Now in its second year, the Prize attracted an impressive range of submissions from across the University, including Oxford Population Health, Social Policy, Anthropology and Sociology. Faced with an outstanding field, the panel was pleased to award four submissions for their exceptional quality. 

The jury noted: “This year we received an exceptionally high quality and diversity of submissions, reflecting the interdisciplinary strengths and reach of demographic research across the University of Oxford.”

FIRST PRIZE AWARD

Two joint first prize winners were: Édith Darin and Jiani Yan.

Pictured, Prof Melinda Mills, Director LCDS and First Prize Winner Édith Darin

Édith Darin received the joint first-prize for her work: “Leveraging High-Frequency Digital Data to Analyze Forced Displacement Dynamics: A Case Study from the Gaza Strip.” Darin’s work focussed on the quantification and analysis of forced displacement, driven by political unrest or natural disasters, a topic increasingly central to humanitarian and demographic research. With displaced populations reaching record numbers, her work addresses the urgent need for accurate and timely data on displacement patterns. The article introduced an analytical toolbox designed to leverage the growing diversity of digital trace data to overcome disruptions of traditional data collection systems during crises, enabling high-frequency tracking of forced displacement. This toolbox was applied to the Gaza Strip following the 2023 Hamas attack, where up to 72% of the population was displaced, for a multifaceted assessment of the consequences of war on population movement, connecting mobility patterns to ground events, displacement by gender, and cross-country comparisons. 

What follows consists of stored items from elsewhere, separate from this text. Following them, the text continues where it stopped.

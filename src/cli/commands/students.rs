use clap::Subcommand;

use crate::cli::client::ApiClient;
use crate::cli::utils::{output_record, output_table};
use crate::cli::OutputFormat;

const STUDENT_COLUMNS: &[(&str, &str)] = &[
    ("id", "ID"),
    ("national_id", "CEDULA"),
    ("last_names", "LAST NAMES"),
    ("first_names", "FIRST NAMES"),
    ("faculty", "FACULTY"),
    ("semester", "SEM"),
    ("active", "ACTIVE"),
];

#[derive(Subcommand)]
pub enum StudentCommands {
    #[command(about = "List students (trainers see their own with --mine)")]
    List {
        #[arg(long, help = "Only students of this faculty")]
        faculty_id: Option<i32>,
        #[arg(long, help = "Filter by active flag")]
        active: Option<bool>,
        #[arg(long, help = "Only students assigned to the calling trainer")]
        mine: bool,
    },

    #[command(about = "Show one student")]
    Show { id: i32 },

    #[command(about = "Per-variable progress of a student")]
    Progress { id: i32 },
}

pub async fn handle(cmd: StudentCommands, client: &ApiClient, output_format: OutputFormat) -> anyhow::Result<()> {
    match cmd {
        StudentCommands::List {
            faculty_id,
            active,
            mine,
        } => {
            let path = if mine {
                "/api/trainer/students".to_string()
            } else {
                let mut query = Vec::new();
                if let Some(faculty_id) = faculty_id {
                    query.push(format!("faculty_id={}", faculty_id));
                }
                if let Some(active) = active {
                    query.push(format!("active={}", active));
                }
                if query.is_empty() {
                    "/api/students".to_string()
                } else {
                    format!("/api/students?{}", query.join("&"))
                }
            };
            let data = client.get(&path).await?;
            output_table(output_format, &data, STUDENT_COLUMNS, "No students found")
        }
        StudentCommands::Show { id } => {
            let data = client.get(&format!("/api/students/{}", id)).await?;
            output_record(output_format, &data)
        }
        StudentCommands::Progress { id } => {
            let data = client.get(&format!("/api/students/{}/progress", id)).await?;
            output_table(
                output_format,
                &data,
                &[
                    ("variable", "VARIABLE"),
                    ("completed_sessions", "DONE"),
                    ("planned_sessions", "PLANNED"),
                    ("abandoned_sessions", "ABANDONED"),
                    ("average_score", "AVG"),
                    ("status", "STATUS"),
                ],
                "No assignments yet",
            )
        }
    }
}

The jury noted: “Édith Darin’s work exemplifies the power of demography to provide rapid population estimates of displacement during humanitarian crises. The analytical toolbox developed in this work leverages novel digital data and offers real-time tracking of populations during times of war and crises.” 

Pictured, Prof Melinda Mills, Director LCDS and First Prize Winner Édith Darin

Jiani Yan was awarded joint first prize for her work entitled: “Revisiting the social determinants of health with explainable AI: a cross-country perspective.” Using the Health and Retirement Study in the US, the Survey of Health, Ageing and Retirement in Europe, and the English Longitudinal Study of Ageing in the UK, Yan’s work explores the predictability of death with machine learning and explainable AI algorithms. She extracted information from these datasets across seven health-related domains, including demographic, socioeconomic, psychology, social connections, childhood adversity, adulthood adversity, and health behaviours. The AI algorithm produced consistent domain-level patterns across datasets, with demography and socioeconomic factors being the most significant. At the individual-level, however, notable differences emerged – emphasising the context-specific nature of certain predictors. 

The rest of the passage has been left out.